### Dataset entries
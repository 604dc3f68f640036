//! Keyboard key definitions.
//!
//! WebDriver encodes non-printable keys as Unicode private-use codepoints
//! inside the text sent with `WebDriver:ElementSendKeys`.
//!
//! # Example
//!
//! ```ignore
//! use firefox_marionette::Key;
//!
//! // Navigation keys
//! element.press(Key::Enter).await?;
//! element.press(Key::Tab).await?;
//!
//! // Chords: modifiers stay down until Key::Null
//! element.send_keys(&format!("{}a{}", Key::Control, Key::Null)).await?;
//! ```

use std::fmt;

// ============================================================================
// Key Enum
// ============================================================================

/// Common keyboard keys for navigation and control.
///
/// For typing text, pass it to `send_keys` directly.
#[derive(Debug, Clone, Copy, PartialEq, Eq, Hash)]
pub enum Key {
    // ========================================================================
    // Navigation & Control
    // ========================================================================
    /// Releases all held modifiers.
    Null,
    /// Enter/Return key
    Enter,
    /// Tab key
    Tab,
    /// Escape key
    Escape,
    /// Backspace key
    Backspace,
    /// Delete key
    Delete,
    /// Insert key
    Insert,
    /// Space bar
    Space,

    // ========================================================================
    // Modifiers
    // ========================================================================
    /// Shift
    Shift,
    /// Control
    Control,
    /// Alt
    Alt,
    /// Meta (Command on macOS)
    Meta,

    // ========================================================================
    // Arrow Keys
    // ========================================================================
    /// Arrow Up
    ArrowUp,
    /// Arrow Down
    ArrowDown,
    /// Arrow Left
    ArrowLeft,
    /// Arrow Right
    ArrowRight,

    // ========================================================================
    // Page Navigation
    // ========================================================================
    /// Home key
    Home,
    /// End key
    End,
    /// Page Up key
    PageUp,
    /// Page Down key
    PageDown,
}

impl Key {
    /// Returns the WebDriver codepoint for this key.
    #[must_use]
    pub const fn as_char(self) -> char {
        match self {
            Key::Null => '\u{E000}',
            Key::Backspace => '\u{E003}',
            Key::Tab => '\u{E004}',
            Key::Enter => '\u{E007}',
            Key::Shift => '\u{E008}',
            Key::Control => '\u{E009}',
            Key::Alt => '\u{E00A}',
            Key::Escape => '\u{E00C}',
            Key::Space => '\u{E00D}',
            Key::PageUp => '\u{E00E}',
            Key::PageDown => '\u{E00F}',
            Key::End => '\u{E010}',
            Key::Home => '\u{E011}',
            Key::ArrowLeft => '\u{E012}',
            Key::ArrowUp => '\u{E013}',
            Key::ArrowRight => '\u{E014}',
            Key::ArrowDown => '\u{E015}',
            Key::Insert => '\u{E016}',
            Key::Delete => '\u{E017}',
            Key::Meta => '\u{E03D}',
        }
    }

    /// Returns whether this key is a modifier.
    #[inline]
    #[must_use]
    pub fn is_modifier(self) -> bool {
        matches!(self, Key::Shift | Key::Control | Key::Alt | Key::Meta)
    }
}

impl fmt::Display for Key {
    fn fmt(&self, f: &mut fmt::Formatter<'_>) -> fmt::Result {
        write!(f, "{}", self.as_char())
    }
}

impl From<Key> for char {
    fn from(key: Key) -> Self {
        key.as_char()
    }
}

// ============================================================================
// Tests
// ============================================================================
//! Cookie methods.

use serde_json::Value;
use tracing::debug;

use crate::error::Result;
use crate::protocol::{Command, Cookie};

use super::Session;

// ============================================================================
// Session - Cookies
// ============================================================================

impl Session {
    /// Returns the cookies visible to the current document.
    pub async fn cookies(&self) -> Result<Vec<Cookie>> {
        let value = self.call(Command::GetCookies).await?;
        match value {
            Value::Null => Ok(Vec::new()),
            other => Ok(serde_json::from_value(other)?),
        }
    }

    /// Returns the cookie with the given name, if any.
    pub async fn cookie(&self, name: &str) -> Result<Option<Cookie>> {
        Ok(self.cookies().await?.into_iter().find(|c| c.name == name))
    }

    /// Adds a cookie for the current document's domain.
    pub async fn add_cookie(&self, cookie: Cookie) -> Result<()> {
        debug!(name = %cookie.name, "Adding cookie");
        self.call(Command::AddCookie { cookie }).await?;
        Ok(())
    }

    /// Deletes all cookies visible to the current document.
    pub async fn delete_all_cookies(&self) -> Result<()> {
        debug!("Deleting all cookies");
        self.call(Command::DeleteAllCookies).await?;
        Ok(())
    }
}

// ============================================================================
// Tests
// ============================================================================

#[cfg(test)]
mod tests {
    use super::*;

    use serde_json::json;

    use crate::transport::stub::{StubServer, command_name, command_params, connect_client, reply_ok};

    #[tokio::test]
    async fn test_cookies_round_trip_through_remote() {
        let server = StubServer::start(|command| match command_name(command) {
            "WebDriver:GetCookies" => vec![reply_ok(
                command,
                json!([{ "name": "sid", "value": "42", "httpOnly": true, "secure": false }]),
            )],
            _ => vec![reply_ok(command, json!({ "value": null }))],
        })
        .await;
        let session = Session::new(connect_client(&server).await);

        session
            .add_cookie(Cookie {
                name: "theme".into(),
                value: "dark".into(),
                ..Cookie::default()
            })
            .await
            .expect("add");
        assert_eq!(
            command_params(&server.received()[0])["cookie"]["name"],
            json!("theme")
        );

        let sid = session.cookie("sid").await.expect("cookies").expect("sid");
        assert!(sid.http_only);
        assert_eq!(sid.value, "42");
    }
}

### Task brief
Return every line above exactly as it stands.

### Solution to the exercise
repository 604dc3f68f640036
//! Keyboard key definitions.
//!
//! WebDriver encodes non-printable keys as Unicode private-use codepoints
//! inside the text sent with `WebDriver:ElementSendKeys`.
//!
//! # Example
//!
//! ```ignore
//! use firefox_marionette::Key;
//!
//! // Navigation keys
//! element.press(Key::Enter).await?;
//! element.press(Key::Tab).await?;
//!
//! // Chords: modifiers stay down until Key::Null
//! element.send_keys(&format!("{}a{}", Key::Control, Key::Null)).await?;
//! ```

use std::fmt;

// ============================================================================
// Key Enum
// ============================================================================

/// Common keyboard keys for navigation and control.
///
/// For typing text, pass it to `send_keys` directly.
#[derive(Debug, Clone, Copy, PartialEq, Eq, Hash)]
pub enum Key {
    // ========================================================================
    // Navigation & Control
    // ========================================================================
    /// Releases all held modifiers.
    Null,
    /// Enter/Return key
    Enter,
    /// Tab key
    Tab,
    /// Escape key
    Escape,
    /// Backspace key
    Backspace,
    /// Delete key
    Delete,
    /// Insert key
    Insert,
    /// Space bar
    Space,

    // ========================================================================
    // Modifiers
    // ========================================================================
    /// Shift
    Shift,
    /// Control
    Control,
    /// Alt
    Alt,
    /// Meta (Command on macOS)
    Meta,

    // ========================================================================
    // Arrow Keys
    // ========================================================================
    /// Arrow Up
    ArrowUp,
    /// Arrow Down
    ArrowDown,
    /// Arrow Left
    ArrowLeft,
    /// Arrow Right
    ArrowRight,

    // ========================================================================
    // Page Navigation
    // ========================================================================
    /// Home key
    Home,
    /// End key
    End,
    /// Page Up key
    PageUp,
    /// Page Down key
    PageDown,
}

impl Key {
    /// Returns the WebDriver codepoint for this key.
    #[must_use]
    pub const fn as_char(self) -> char {
        match self {
            Key::Null => '\u{E000}',
            Key::Backspace => '\u{E003}',
            Key::Tab => '\u{E004}',
            Key::Enter => '\u{E007}',
            Key::Shift => '\u{E008}',
            Key::Control => '\u{E009}',
            Key::Alt => '\u{E00A}',
            Key::Escape => '\u{E00C}',
            Key::Space => '\u{E00D}',
            Key::PageUp => '\u{E00E}',
            Key::PageDown => '\u{E00F}',
            Key::End => '\u{E010}',
            Key::Home => '\u{E011}',
            Key::ArrowLeft => '\u{E012}',
            Key::ArrowUp => '\u{E013}',
            Key::ArrowRight => '\u{E014}',
            Key::ArrowDown => '\u{E015}',
            Key::Insert => '\u{E016}',
            Key::Delete => '\u{E017}',
            Key::Meta => '\u{E03D}',
        }
    }

    /// Returns whether this key is a modifier.
    #[inline]
    #[must_use]
    pub fn is_modifier(self) -> bool {
        matches!(self, Key::Shift | Key::Control | Key::Alt | Key::Meta)
    }
}

impl fmt::Display for Key {
    fn fmt(&self, f: &mut fmt::Formatter<'_>) -> fmt::Result {
        write!(f, "{}", self.as_char())
    }
}

impl From<Key> for char {
    fn from(key: Key) -> Self {
        key.as_char()
    }
}

// ============================================================================
// Tests
// ============================================================================
//! Cookie methods.

use serde_json::Value;
use tracing::debug;

use crate::error::Result;
use crate::protocol::{Command, Cookie};

use super::Session;

// ============================================================================
// Session - Cookies
// ============================================================================

impl Session {
    /// Returns the cookies visible to the current document.
    pub async fn cookies(&self) -> Result<Vec<Cookie>> {
        let value = self.call(Command::GetCookies).await?;
        match value {
            Value::Null => Ok(Vec::new()),
            other => Ok(serde_json::from_value(other)?),
        }
    }

    /// Returns the cookie with the given name, if any.
    pub async fn cookie(&self, name: &str) -> Result<Option<Cookie>> {
        Ok(self.cookies().await?.into_iter().find(|c| c.name == name))
    }

    /// Adds a cookie for the current document's domain.
    pub async fn add_cookie(&self, cookie: Cookie) -> Result<()> {
        debug!(name = %cookie.name, "Adding cookie");
        self.call(Command::AddCookie { cookie }).await?;
        Ok(())
    }

    /// Deletes all cookies visible to the current document.
    pub async fn delete_all_cookies(&self) -> Result<()> {
        debug!("Deleting all cookies");
        self.call(Command::DeleteAllCookies).await?;
        Ok(())
    }
}

// ============================================================================
// Tests
// ============================================================================

#[cfg(test)]
mod tests {
    use super::*;

    use serde_json::json;

    use crate::transport::stub::{StubServer, command_name, command_params, connect_client, reply_ok};

    #[tokio::test]
    async fn test_cookies_round_trip_through_remote() {
        let server = StubServer::start(|command| match command_name(command) {
            "WebDriver:GetCookies" => vec![reply_ok(
                command,
                json!([{ "name": "sid", "value": "42", "httpOnly": true, "secure": false }]),
            )],
            _ => vec![reply_ok(command, json!({ "value": null }))],
        })
        .await;
        let session = Session::new(connect_client(&server).await);

        session
            .add_cookie(Cookie {
                name: "theme".into(),
                value: "dark".into(),
                ..Cookie::default()
            })
            .await
            .expect("add");
        assert_eq!(
            command_params(&server.received()[0])["cookie"]["name"],
            json!("theme")
        );

        let sid = session.cookie("sid").await.expect("cookies").expect("sid");
        assert!(sid.http_only);
        assert_eq!(sid.value, "42");
    }
}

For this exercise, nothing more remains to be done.